In the scientific community, such words are combined into a separate category called onomatopoeic words. They can both accurately convey the emitted sound and describe it. There is also a scientific name for this process — onomatopoeia, which is translated from Latin as “word-creation”. 

Let's deviate a little from the topic and recall videos that are quite popular on the Internet, in which cats are called using different sounds accepted in a particular language, and they respond to the call that is closer to them. This is exactly what we would like to analyze in this article. 

Onomatopoeia in nature 

All living things in the nature around us necessarily make some kind of sound. Possibly other than fish. They really don't know how to talk. The cats say "meow", the dog says "woof". But is it true in English? And what other words do you need to remember to describe to your English friend your trip to the nearest campsite last weekend? 

  • The dog says — bow-wow / woof-woof 
  • The kitty says — meow 
  • Squirrel and mouse say — squeak-squeak 
  • Donkey says — bray 
  • Piggy says— oink-oink 

Is the message clear? Now let's talk about the difference between American and British dogs. As you know, American English is popularly considered a simple variant of the language that the people have adapted for themselves. So, is there a difference between the onomatopoeia in these two variants? 

In English, there are five equivalents of the "woof": woof, bow-wow, ruff, yap, growl. And the latter is more related to growling. Large dogs bark and growl, small dogs yelp. But scientists, alas, have not yet identified the difference between their origin. But, for example, in Australian English there is a sound that a giraffe makes, which is not in other varieties of English. 

If you want to have fun with the whole family and find out what animals say, remember the video for the song “What does the fox say?”, Which thundered all over the world with its popularity a few years ago. A simple song will introduce you to many sounds that animals make ;) But how does a fox speak? 
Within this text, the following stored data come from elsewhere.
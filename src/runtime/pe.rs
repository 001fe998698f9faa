/*!
 * PE Handle
 *
 * The calling PE's view of the library: identity, initialization state,
 * symmetric allocation, local access, contexts, and the precondition checks
 * every entry point runs before touching remote memory. The lock, atomic,
 * RMA, and wait/test entry points extend this type from their own modules.
 */

use super::alloc::SymmetricAllocator;
use super::stats::{SyncStats, SyncStatsSnapshot};
use crate::context::{Context, ContextManager, ContextOptions, Team};
use crate::core::config::ShmemConfig;
use crate::core::errors::{fatal, require, ShmemError};
use crate::core::serial::SerialGuard;
use crate::core::types::{PeId, ShmemInt, ShmemResult, SymAddr, SymArray, SymLock, SymPtr, SLOT_BYTES};
use crate::sync::ProgressSpin;
use crate::transport::{Target, Transport};
use std::sync::atomic::{AtomicBool, Ordering};
use std::sync::Arc;
use tracing::{debug, info};

pub struct Pe {
    transport: Arc<dyn Transport>,
    config: Arc<ShmemConfig>,
    guard: SerialGuard,
    contexts: ContextManager,
    allocator: SymmetricAllocator,
    initialized: AtomicBool,
    stats: SyncStats,
}

impl Pe {
    /// Initialize the calling PE on top of `transport`
    pub fn init(transport: Arc<dyn Transport>, config: Arc<ShmemConfig>) -> Self {
        let world = Team::world(transport.n_pes());
        let pe = Self {
            guard: SerialGuard::new(config.thread_level),
            contexts: ContextManager::new(world, config.max_contexts),
            allocator: SymmetricAllocator::new(transport.heap_len()),
            initialized: AtomicBool::new(true),
            stats: SyncStats::default(),
            transport,
            config,
        };

        debug!(
            pe = pe.my_pe(),
            n_pes = pe.n_pes(),
            thread_level = ?pe.config.thread_level,
            serialized = pe.guard.is_active(),
            "PE initialized"
        );
        pe
    }

    /// Flush outstanding puts, synchronize with every PE, and stop accepting calls
    ///
    /// Collective; later calls are no-ops.
    pub fn finalize(&self) {
        if !self.initialized.load(Ordering::Acquire) {
            return;
        }
        self.transport.quiet_all();
        self.transport.barrier_all();
        self.initialized.store(false, Ordering::Release);
        debug!(pe = self.my_pe(), stats = ?self.stats(), "PE finalized");
    }

    #[inline]
    pub fn my_pe(&self) -> PeId {
        self.transport.my_pe()
    }

    #[inline]
    pub fn n_pes(&self) -> usize {
        self.transport.n_pes()
    }

    pub fn is_initialized(&self) -> bool {
        self.initialized.load(Ordering::Acquire)
    }

    pub fn config(&self) -> &ShmemConfig {
        &self.config
    }

    pub fn transport(&self) -> &dyn Transport {
        self.transport.as_ref()
    }

    pub fn contexts(&self) -> &ContextManager {
        &self.contexts
    }

    pub fn stats(&self) -> SyncStatsSnapshot {
        self.stats.snapshot()
    }

    pub(crate) fn sync_stats(&self) -> &SyncStats {
        &self.stats
    }

    pub(crate) fn guard(&self) -> &SerialGuard {
        &self.guard
    }

    pub(crate) fn spin(&self) -> ProgressSpin<'_> {
        ProgressSpin::new(self.transport.as_ref(), self.config.spin)
    }

    // ---------------------------------------------------------------------
    // Symmetric allocation
    // ---------------------------------------------------------------------

    /// Allocate one zeroed element; every PE must make the same call sequence
    pub fn alloc<T: ShmemInt>(&self) -> ShmemResult<SymPtr<T>> {
        require(self.check_initialized());
        let addr = self.allocator.alloc(T::WIDTH.bytes())?;
        Ok(SymPtr::new(addr))
    }

    /// Allocate `len` zeroed, densely packed elements
    pub fn alloc_array<T: ShmemInt>(&self, len: usize) -> ShmemResult<SymArray<T>> {
        require(self.check_initialized());
        let bytes = len
            .checked_mul(T::WIDTH.bytes())
            .ok_or_else(|| ShmemError::HeapExhausted {
                requested: usize::MAX,
                available: self.allocator.available(),
            })?;
        let addr = self.allocator.alloc(bytes)?;
        Ok(SymArray::new(addr, len))
    }

    /// Allocate a lock; fresh symmetric memory is already `{RESET, FREE}`
    pub fn alloc_lock(&self) -> ShmemResult<SymLock> {
        require(self.check_initialized());
        let addr = self.allocator.alloc(SymLock::SIZE)?;
        Ok(SymLock::new(addr))
    }

    /// Bytes of the partition not yet allocated
    pub fn heap_available(&self) -> usize {
        self.allocator.available()
    }

    // ---------------------------------------------------------------------
    // Local access
    // ---------------------------------------------------------------------

    /// Read an element of this PE's partition
    pub fn read<T: ShmemInt>(&self, ptr: SymPtr<T>) -> T {
        require(self.check_initialized());
        require(self.check_element::<T>(ptr.addr()));
        T::from_bits(self.transport.load(ptr.addr(), T::WIDTH))
    }

    /// Write an element of this PE's partition
    pub fn write<T: ShmemInt>(&self, ptr: SymPtr<T>, value: T) {
        require(self.check_initialized());
        require(self.check_element::<T>(ptr.addr()));
        self.transport.store(ptr.addr(), T::WIDTH, value.to_bits());
    }

    /// Snapshot of a local array, element by element
    pub fn read_array<T: ShmemInt>(&self, array: SymArray<T>) -> Vec<T> {
        require(self.check_initialized());
        require(self.check_symmetric(array.addr(), array.byte_len(), T::WIDTH.bytes()));
        array
            .iter()
            .map(|ptr| T::from_bits(self.transport.load(ptr.addr(), T::WIDTH)))
            .collect()
    }

    // ---------------------------------------------------------------------
    // Contexts
    // ---------------------------------------------------------------------

    /// Create a context bound to `team` (world when `None`)
    pub fn ctx_create(&self, options: ContextOptions, team: Option<Team>) -> ShmemResult<Context> {
        require(self.check_initialized());
        self.guard.run(|| self.contexts.create(options, team))
    }

    /// Quiet and destroy a context; must run on the creating thread
    pub fn ctx_destroy(&self, ctx: Context) {
        require(self.check_initialized());
        self.guard.run(|| {
            if let Some(entry) = self.contexts.get(ctx) {
                if entry.created_by_current_thread() {
                    self.transport.release_context(ctx.id());
                }
            }
            if let Err(err) = self.contexts.destroy(ctx) {
                fatal(err);
            }
        });
    }

    // ---------------------------------------------------------------------
    // Preconditions
    // ---------------------------------------------------------------------

    pub(crate) fn check_initialized(&self) -> ShmemResult<()> {
        if self.is_initialized() {
            Ok(())
        } else {
            Err(ShmemError::NotInitialized)
        }
    }

    /// `[addr, addr + len)` lies in the partition and `addr` is `align`-aligned
    pub(crate) fn check_symmetric(&self, addr: SymAddr, len: usize, align: usize) -> ShmemResult<()> {
        if !addr.is_aligned_to(align) {
            return Err(ShmemError::Misaligned {
                addr,
                alignment: align,
            });
        }

        let heap_len = self.transport.heap_len();
        let in_range = addr
            .as_usize()
            .checked_add(len)
            .is_some_and(|end| end <= heap_len)
            && (len == 0 || self.transport.global_address(addr));

        if in_range {
            Ok(())
        } else {
            Err(ShmemError::NotSymmetric {
                addr,
                len,
                heap_len,
            })
        }
    }

    pub(crate) fn check_element<T: ShmemInt>(&self, addr: SymAddr) -> ShmemResult<()> {
        self.check_symmetric(addr, T::WIDTH.bytes(), T::WIDTH.bytes())
    }

    pub(crate) fn check_lock(&self, lock: SymLock) -> ShmemResult<()> {
        self.check_symmetric(lock.addr(), SymLock::SIZE, SLOT_BYTES)
    }

    /// Resolve a context-relative element on `pe`, aborting on any violation
    pub(crate) fn remote_target<T: ShmemInt>(&self, ctx: &Context, ptr: SymPtr<T>, pe: PeId) -> Target {
        let resolved = self.check_initialized().and_then(|_| {
            let world_pe = self.contexts.team_of(*ctx)?.translate(pe)?;
            self.check_element::<T>(ptr.addr())?;
            Ok(world_pe)
        });

        match resolved {
            Ok(world_pe) => Target::new(world_pe, ptr.addr(), T::WIDTH),
            Err(err) => fatal(err),
        }
    }
}

impl std::fmt::Debug for Pe {
    fn fmt(&self, f: &mut std::fmt::Formatter<'_>) -> std::fmt::Result {
        f.debug_struct("Pe")
            .field("my_pe", &self.my_pe())
            .field("n_pes", &self.n_pes())
            .field("initialized", &self.is_initialized())
            .field("guard", &self.guard)
            .field("contexts", &self.contexts.len())
            .finish()
    }
}

impl Drop for Pe {
    fn drop(&mut self) {
        if self.is_initialized() {
            info!(pe = self.my_pe(), "PE dropped without finalize; flushing puts");
            self.transport.quiet_all();
        }
    }
}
Onomatopoeia in inanimate nature 

Do you think it will be easier with inanimate objects, because they cannot make so many sounds? But they didn't guess! Cars growl, wheels creak, and water gurgles. It turns out almost everything that surrounds us, regardless of whether it is alive or not, is capable of making any sounds. 

  • Doorbell: Сlink-clank! 
  • Knock on the door: Nock-nock! 
  • Phone Ringing: Ring-ring! 
  • Bang: Bang! 
  • Dripping water: Drip-drop, drop-drop 
  • Slap: Flip-flop 
  • Water Splash: Splash! 
  • Collision, impact (Slap! Bang! Boob!): Bang! 
  • Drum Beat: Bang! 
  • Supermarket checkout: Ca-ching! 
  • Pen click: Click! 
  • Keyboard Click: Click! 
  • The sound of water boiling, falling into water: Plop 
  • Slashed Air: Swoosh! Whoosh! 
  • Pop, balloon burst, shot: Pop! 
  • The sound of heels: Сlickety-clack 
  • Train Wheels: Clickety-clack 
  • Squish sound: Squish 
  • Strumming: Clang, clank 


Verbs describing different sounds 

Almost all onomatopoeia can be used6 as verb forms. So, at any time, the desired ending like -ing or -ed can be added to them. Consider some of the verbs that describe a particular sound. 
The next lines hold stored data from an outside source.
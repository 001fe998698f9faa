/*!
 * Core Module
 * Fundamental types, configuration, error handling, and the serialization guard
 */

pub mod config;
pub mod errors;
pub mod serial;
pub mod types;

// Re-export for convenience
pub use config::{DeliveryMode, LockOwnerPolicy, ShmemConfig, SpinConfig, ThreadLevel};
pub use errors::{fatal, require, ShmemError};
pub use serial::SerialGuard;
pub use types::*;
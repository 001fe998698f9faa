/*!
 * World Launcher
 *
 * Starts one thread per PE over a shared [`LocalFabric`], hands each a
 * freshly initialized [`Pe`], and finalizes every PE once its body returns.
 * Results are collected in PE order.
 */

use super::pe::Pe;
use crate::core::config::ShmemConfig;
use crate::core::types::ShmemResult;
use crate::monitoring::pe_span;
use crate::transport::LocalFabric;
use std::panic::{self, AssertUnwindSafe};
use std::sync::Arc;
use std::thread;
use tracing::info;

pub struct World {
    config: Arc<ShmemConfig>,
    fabric: Arc<LocalFabric>,
}

impl World {
    pub fn new(config: ShmemConfig) -> ShmemResult<Self> {
        config.validate()?;
        let fabric = LocalFabric::new(&config);
        info!(
            n_pes = config.n_pes,
            symmetric_size = config.symmetric_size,
            delivery = ?config.delivery,
            "world created"
        );
        Ok(Self {
            config: Arc::new(config),
            fabric,
        })
    }

    /// World configured from `SHMEM_*` environment variables
    pub fn from_env() -> ShmemResult<Self> {
        Self::new(ShmemConfig::from_env()?)
    }

    pub fn config(&self) -> &ShmemConfig {
        &self.config
    }

    pub fn n_pes(&self) -> usize {
        self.config.n_pes
    }

    /// Shared fabric, for inspecting partitions after a run
    pub fn fabric(&self) -> &Arc<LocalFabric> {
        &self.fabric
    }

    /// Run `body` on every PE and return the results indexed by PE
    ///
    /// Each PE is finalized after its body returns, so puts issued inside the
    /// body are visible once `run` returns. A panicking body still joins the
    /// finalize barrier before the panic is propagated.
    pub fn run<F, R>(&self, body: F) -> Vec<R>
    where
        F: Fn(&Pe) -> R + Sync,
        R: Send,
    {
        let body = &body;
        let results = thread::scope(|scope| {
            let handles: Vec<_> = (0..self.config.n_pes)
                .map(|rank| {
                    let transport = Arc::new(self.fabric.transport(rank));
                    let config = Arc::clone(&self.config);
                    scope.spawn(move || {
                        let _span = pe_span(rank, config.n_pes).entered();
                        let pe = Pe::init(transport, config);
                        let outcome = panic::catch_unwind(AssertUnwindSafe(|| body(&pe)));
                        pe.finalize();
                        outcome
                    })
                })
                .collect();

            handles
                .into_iter()
                .map(|handle| match handle.join() {
                    Ok(Ok(value)) => value,
                    Ok(Err(payload)) | Err(payload) => panic::resume_unwind(payload),
                })
                .collect::<Vec<_>>()
        });

        info!(n_pes = self.config.n_pes, "world finalized");
        results
    }
}

impl std::fmt::Debug for World {
    fn fmt(&self, f: &mut std::fmt::Formatter<'_>) -> std::fmt::Result {
        f.debug_struct("World")
            .field("config", &self.config)
            .field("fabric", &self.fabric)
            .finish()
    }
}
to beep: the sound of a car siren or electronic device: buzz, honk; to beep to give a sound signal; 

  • The car beeped so loud, that I jumped up!  

to boo: the sound of condemnation; to spit 

  • Have you heard that? They booed you! 

  to buzz: buzz (about the crowd), mutter, speak indistinctly, through teeth 

  • I don’t like big cities because they always buzz.  

to clang: the sound of metal or glass objects hitting each other: strum, jingle 

  • He just kept clanging those spoons… 

to click: short, clicking sound;

  • Click here to purchase the product!   

to crunch: crunchy or creaking sound: crunch under wheels, under feet; gnaw with a crunch, crush something with a crunch 

  • I like to crunch my morning toast, m-m-m yummy!  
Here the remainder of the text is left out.